==== Entries supplied ====
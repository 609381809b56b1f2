//! Favr - a capacity-limited favorites registry
//!
//! This library keeps two ordered lists of favorited identifiers (suites and
//! tools) under one shared capacity, persists them to a key/value backend, and
//! notifies subscribers synchronously whenever the registry changes.
//!
//! ```
//! use favr::favorites::FavoritesStore;
//! use favr::migration::initialize_favorites_system;
//! use favr::storage::MemoryStore;
//!
//! let store = FavoritesStore::new(MemoryStore::new());
//! initialize_favorites_system(&store);
//!
//! assert!(store.add_suite("video"));
//! assert_eq!(store.get_favorites().suites, vec!["video"]);
//! ```

use thiserror::Error;

pub mod cli;
pub mod clock;
pub mod config;
pub mod diagnostics;
pub mod events;
pub mod favorites;
pub mod logging;
pub mod migration;
pub mod output;
pub mod storage;

#[cfg(test)]
pub mod testing;

/// Error enum, contains all failure states of the program
#[derive(Debug, Error)]
pub enum FavrError {
    /// Storage backend error
    #[error("Storage error: {0}")]
    Storage(#[from] storage::StorageError),
    /// Registry validation error
    #[error("Registry error: {0}")]
    Registry(#[from] favorites::RegistryError),
    /// Represents a configuration error
    #[error("Configuration error: {0}")]
    ConfigError(#[from] ::config::ConfigError),
    /// Represents an I/O error
    #[error("I/O error: {0}")]
    IoError(#[from] std::io::Error),
    /// Logging could not be initialized
    #[error("Logging error: {0}")]
    Logging(String),
    /// Invalid input error
    #[error("Invalid input: {0}")]
    InvalidInput(String),
}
====
_Exercise objective:_ Within the data, count the lines that hold the word "enum". Answer with the figure and nothing more.

_Exercise output:_ 2